The White House is promising an AI-driven renaissance now, but Jones’s reading of economic history suggests the biggest gains may arrive more slowly—diffusing across firms, reshaping workflows, and requiring waves of complementary investment before they show up in headline productivity statistics. As with earlier general-purpose technologies, Americans may “see AI everywhere but not in the GDP data” for years, even as the underlying transformation quietly builds amid public complaints about data centers and perceived job impacts.

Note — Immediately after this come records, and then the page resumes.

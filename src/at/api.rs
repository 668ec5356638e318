// Copyright (c) 2023 The Quartz Core developers
// Licensed under the Apache License, Version 2.0 see LICENSE-APACHE or
// http://www.apache.org/licenses/LICENSE-2.0 or the MIT license, see
// LICENSE-MIT or http://opensource.org/licenses/MIT

use crate::at::machine::{ExecutionErr, MachineState, PlatformApi};
use crate::at::{AtData, Timestamp};
use crate::chain::{Repository, RepositoryErr};
use crate::consensus::{AtSettings, Money, SYSTEM_PUBLIC_KEY};
use crate::primitives::hash::{sha192, sha256};
use crate::primitives::{
    Address, BaseTransactionData, PublicKey, Signature, TransactionData, NO_GROUP,
};
use log::error;

/// Transaction type values as the VM sees them.
const AT_TX_TYPE_PAYMENT: u64 = 0;
const AT_TX_TYPE_MESSAGE: u64 = 1;

/// All-ones sentinel returned for values the VM cannot resolve.
const SENTINEL: u64 = u64::MAX;

/// Chain-backed implementation of the VM's callback surface, scoped to one
/// AT's round within one block. Collects emitted transactions; the runner
/// appends them to the block after the round succeeds.
///
/// No failure unwinds into the VM: repository errors are recorded on the
/// side (they reject the whole block), everything else degrades to the
/// fatal flag or a sentinel value.
pub struct QuartzAtApi<'a, R: Repository> {
    repository: &'a R,
    at: &'a AtData,
    settings: &'a AtSettings,
    block_height: u32,
    emission_base: u32,
    transactions: Vec<TransactionData>,
    amount_spent: Money,
    repository_error: Option<RepositoryErr>,
}

impl<'a, R: Repository> QuartzAtApi<'a, R> {
    #[must_use]
    pub fn new(
        repository: &'a R,
        at: &'a AtData,
        settings: &'a AtSettings,
        block_height: u32,
        emission_base: u32,
    ) -> Self {
        Self {
            repository,
            at,
            settings,
            block_height,
            emission_base,
            transactions: Vec::new(),
            amount_spent: 0,
            repository_error: None,
        }
    }

    /// Total amount committed to payments this round, refund excluded.
    #[must_use]
    pub fn amount_spent(&self) -> Money {
        self.amount_spent
    }

    /// The round's emissions, in emission order.
    #[must_use]
    pub fn into_transactions(self) -> Vec<TransactionData> {
        self.transactions
    }

    /// A repository failure recorded during the round, if any. Fatal for
    /// the whole block application.
    pub fn take_repository_error(&mut self) -> Option<RepositoryErr> {
        self.repository_error.take()
    }

    fn fail_repository(&mut self, err: RepositoryErr, state: &mut MachineState) {
        error!("AT {}: repository failure during round: {:?}", self.at.address, err);
        self.repository_error = Some(err);
        state.set_fatal();
    }

    /// Fetches the transaction addressed by A1 and re-verifies that its
    /// signature still fingerprints to A2..A4. A mismatch fails the round.
    fn transaction_from_a(&mut self, state: &mut MachineState) -> Option<TransactionData> {
        let ts = Timestamp::unpack(state.a1());

        let tx = match self.repository.transaction_at(ts.height, ts.sequence) {
            Ok(tx) => tx,
            Err(err) => {
                self.fail_repository(err, state);
                return None;
            }
        };

        let Some(tx) = tx else {
            state.set_fatal();
            return None;
        };

        let Some(signature) = tx.signature() else {
            state.set_fatal();
            return None;
        };

        let hash = sha192(signature.as_bytes());
        if state.a2() != crate::codec::u64_from_le(&hash, 0)
            || state.a3() != crate::codec::u64_from_le(&hash, 8)
            || state.a4() != crate::codec::u64_from_le(&hash, 16)
        {
            error!(
                "AT {}: transaction signature in A no longer matches repository",
                self.at.address
            );
            state.set_fatal();
            return None;
        }

        Some(tx)
    }

    /// Timestamp for the next emitted transaction: strictly increasing in
    /// emission order, derived from the block height and the number of
    /// transactions ahead of it in the block. No wall clock involved.
    fn next_transaction_timestamp(&self) -> u64 {
        Timestamp::new(
            self.block_height,
            self.emission_base + self.transactions.len() as u32,
        )
        .pack()
    }

    /// Reference for the next emitted transaction: the signature of the
    /// previous transaction emitted this round, or the AT account's
    /// on-chain last reference if none yet.
    fn last_reference(&mut self, state: &mut MachineState) -> Signature {
        if let Some(last) = self.transactions.last() {
            if let Some(signature) = last.signature() {
                return *signature;
            }
        }

        match self.repository.account_last_reference(&self.at.address) {
            Ok(Some(reference)) => reference,
            Ok(None) => Signature::zero(),
            Err(err) => {
                self.fail_repository(err, state);
                Signature::zero()
            }
        }
    }

    /// Decodes the account implied by B. If B starts with `Q` and the
    /// prefix up to the first NUL parses as a valid native address, B is an
    /// address; otherwise B is a 32-byte public key.
    fn account_from_b(state: &MachineState) -> Address {
        let bytes = state.b_bytes();

        if bytes[0] == b'Q' {
            if let Some(zero_index) = bytes.iter().position(|&b| b == 0) {
                if zero_index > 0 {
                    if let Ok(prefix) = std::str::from_utf8(&bytes[..zero_index]) {
                        if let Ok(address) = Address::from_string(prefix) {
                            return address;
                        }
                    }
                }
            }
        }

        PublicKey(bytes).to_address()
    }

    fn emit(&mut self, recipient: Address, amount: Option<Money>, message: Vec<u8>, state: &mut MachineState) {
        let timestamp = self.next_transaction_timestamp();
        let reference = self.last_reference(state);

        let mut tx = TransactionData::At {
            base: BaseTransactionData {
                timestamp,
                group_id: NO_GROUP,
                reference,
                creator_public_key: PublicKey(SYSTEM_PUBLIC_KEY),
                fee: 0,
                signature: None,
            },
            at_address: self.at.address.clone(),
            recipient,
            amount,
            message,
        };
        tx.at_sign();

        if let Some(amount) = amount {
            self.amount_spent += amount;
        }

        self.transactions.push(tx);
    }
}

impl<'a, R: Repository> PlatformApi for QuartzAtApi<'a, R> {
    fn current_block_height(&mut self) -> u32 {
        self.block_height
    }

    fn at_creation_block_height(&mut self, state: &mut MachineState) -> u32 {
        match self.repository.at_creation_height(&self.at.address) {
            Ok(height) => height,
            Err(err) => {
                self.fail_repository(err, state);
                0
            }
        }
    }

    fn put_previous_block_hash_into_a(&mut self, state: &mut MachineState) {
        let previous_height = self.block_height.saturating_sub(1);

        let summaries = match self.repository.block_summaries(previous_height, previous_height) {
            Ok(summaries) => summaries,
            Err(err) => {
                self.fail_repository(err, state);
                return;
            }
        };

        let Some(summary) = summaries.first() else {
            self.fail_repository(RepositoryErr::NotFound, state);
            return;
        };

        // The signature is longer than A, so store the height and a
        // SHA-192 fingerprint that can be re-verified against a later
        // block lookup
        state.set_a1(u64::from(previous_height));

        let hash = sha192(&summary.signature);
        state.set_a2(crate::codec::u64_from_le(&hash, 0));
        state.set_a3(crate::codec::u64_from_le(&hash, 8));
        state.set_a4(crate::codec::u64_from_le(&hash, 16));
    }

    fn put_transaction_after_timestamp_into_a(&mut self, ts: Timestamp, state: &mut MachineState) {
        let recipient = self.at.address.clone();

        let mut height = ts.height;
        let mut sequence = ts.sequence + 1;

        let current_height = match self.repository.blockchain_height() {
            Ok(height) => height,
            Err(err) => {
                self.fail_repository(err, state);
                return;
            }
        };

        while height <= current_height {
            let transactions = match self.repository.transactions_in_block(height) {
                Ok(transactions) => transactions,
                Err(err) => {
                    self.fail_repository(err, state);
                    return;
                }
            };

            // No more transactions in this block? Try the next one
            if sequence as usize >= transactions.len() {
                height += 1;
                sequence = 0;
                continue;
            }

            let tx = &transactions[sequence as usize];

            if tx.recipient_accounts().contains(&&recipient) {
                let Some(signature) = tx.signature() else {
                    state.set_fatal();
                    return;
                };

                state.set_a1(Timestamp::new(height, sequence).pack());

                // Fingerprint the signature into A2..A4 so later getters
                // can verify it is still the same transaction
                let hash = sha192(signature.as_bytes());
                state.set_a2(crate::codec::u64_from_le(&hash, 0));
                state.set_a3(crate::codec::u64_from_le(&hash, 8));
                state.set_a4(crate::codec::u64_from_le(&hash, 16));

                return;
            }

            sequence += 1;
        }

        // No more transactions
        state.zero_a();
    }

    fn type_from_transaction_in_a(&mut self, state: &mut MachineState) -> u64 {
        let Some(tx) = self.transaction_from_a(state) else {
            return SENTINEL;
        };

        match tx {
            TransactionData::Payment { .. } => AT_TX_TYPE_PAYMENT,
            TransactionData::Message { .. } => AT_TX_TYPE_MESSAGE,
            TransactionData::At { amount, .. } => {
                if amount.is_some() {
                    AT_TX_TYPE_PAYMENT
                } else {
                    AT_TX_TYPE_MESSAGE
                }
            }
        }
    }

    fn amount_from_transaction_in_a(&mut self, state: &mut MachineState) -> u64 {
        let Some(tx) = self.transaction_from_a(state) else {
            return SENTINEL;
        };

        match tx {
            TransactionData::Payment { amount, .. } => amount,
            TransactionData::At {
                amount: Some(amount),
                ..
            } => amount,
            _ => SENTINEL,
        }
    }

    fn timestamp_from_transaction_in_a(&mut self, state: &mut MachineState) -> u64 {
        if self.transaction_from_a(state).is_none() {
            return SENTINEL;
        }

        // The transaction's timestamp is the packed value already in A1
        state.a1()
    }

    fn generate_random_using_transaction_in_a(&mut self, state: &mut MachineState) -> u64 {
        if !state.is_first_op_after_sleeping() {
            // First call: sleep for a block so the value derives from a
            // block signature the caller could not predict
            let wake = self.block_height + 1;
            state.sleep_until(wake);
            return 0;
        }

        // Second call, one block later
        let Some(tx) = self.transaction_from_a(state) else {
            return 0;
        };

        let Some(signature) = tx.signature() else {
            state.set_fatal();
            return 0;
        };

        let block = match self.repository.last_block() {
            Ok(block) => block,
            Err(err) => {
                self.fail_repository(err, state);
                return 0;
            }
        };

        let mut input = Vec::with_capacity(signature.as_bytes().len() + block.signature.len());
        input.extend_from_slice(signature.as_bytes());
        input.extend_from_slice(&block.signature);

        crate::codec::u64_from_le(&sha256(&input), 0)
    }

    fn put_message_from_transaction_in_a_into_b(&mut self, state: &mut MachineState) {
        // Zero B up front so failure modes and short messages leave a
        // well-defined register
        state.zero_b();

        let Some(tx) = self.transaction_from_a(state) else {
            return;
        };

        let message = match tx {
            TransactionData::Message { data, .. } => data,
            TransactionData::At { message, .. } => message,
            _ => return,
        };

        if message.len() > 32 {
            return;
        }

        // Pad to fit B. Byte order is preserved so a hash carried in the
        // message compares lane-for-lane with one computed locally
        let mut padded = [0u8; 32];
        padded[..message.len()].copy_from_slice(&message);
        state.set_b_bytes(&padded);
    }

    fn put_address_from_transaction_in_a_into_b(&mut self, state: &mut MachineState) {
        let Some(tx) = self.transaction_from_a(state) else {
            return;
        };

        // The public key subsumes an address and permits later signature
        // verification
        let bytes = *tx.base().creator_public_key.as_bytes();
        state.set_b_bytes(&bytes);
    }

    fn put_creator_address_into_b(&mut self, state: &mut MachineState) {
        let bytes = *self.at.creator_public_key.as_bytes();
        state.set_b_bytes(&bytes);
    }

    fn current_balance(&mut self, state: &mut MachineState) -> u64 {
        state.current_balance()
    }

    fn previous_balance(&mut self, state: &mut MachineState) -> u64 {
        state.previous_balance()
    }

    fn pay_amount_to_b(&mut self, amount: u64, state: &mut MachineState) {
        let recipient = Self::account_from_b(state);
        self.emit(recipient, Some(amount), Vec::new(), state);
    }

    fn message_a_to_b(&mut self, state: &mut MachineState) {
        let message = state.a_bytes().to_vec();
        let recipient = Self::account_from_b(state);
        self.emit(recipient, None, message, state);
    }

    fn add_minutes_to_timestamp(&mut self, ts: Timestamp, minutes: u64) -> u64 {
        // At least one block in the future
        let blocks = (minutes / u64::from(self.settings.minutes_per_block)).max(1);
        Timestamp::new(ts.height + blocks as u32, 0).pack()
    }

    fn on_finished(&mut self, balance: u64, state: &mut MachineState) {
        // Refund the remaining balance to the AT's creator
        let creator = self.at.creator_public_key.to_address();
        self.emit(creator, Some(balance), Vec::new(), state);
    }

    fn on_fatal_error(&mut self, _state: &MachineState, err: ExecutionErr) {
        error!("AT {} suffered fatal error: {:?}", self.at.address, err);
    }
}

This is not a counsel of pessimism. Jones is notably bullish on AI’s long-run potential, calling it “likely the most important technology we have ever developed.” Over time, he expects its impact to surpass that of the internet by a wide margin, reshaping living standards and expanding what societies can invent and build. The real issue, then, is whether institutions and politics can absorb the disruptions that come with a technology powerful enough to change the economy’s trajectory since the 19th century.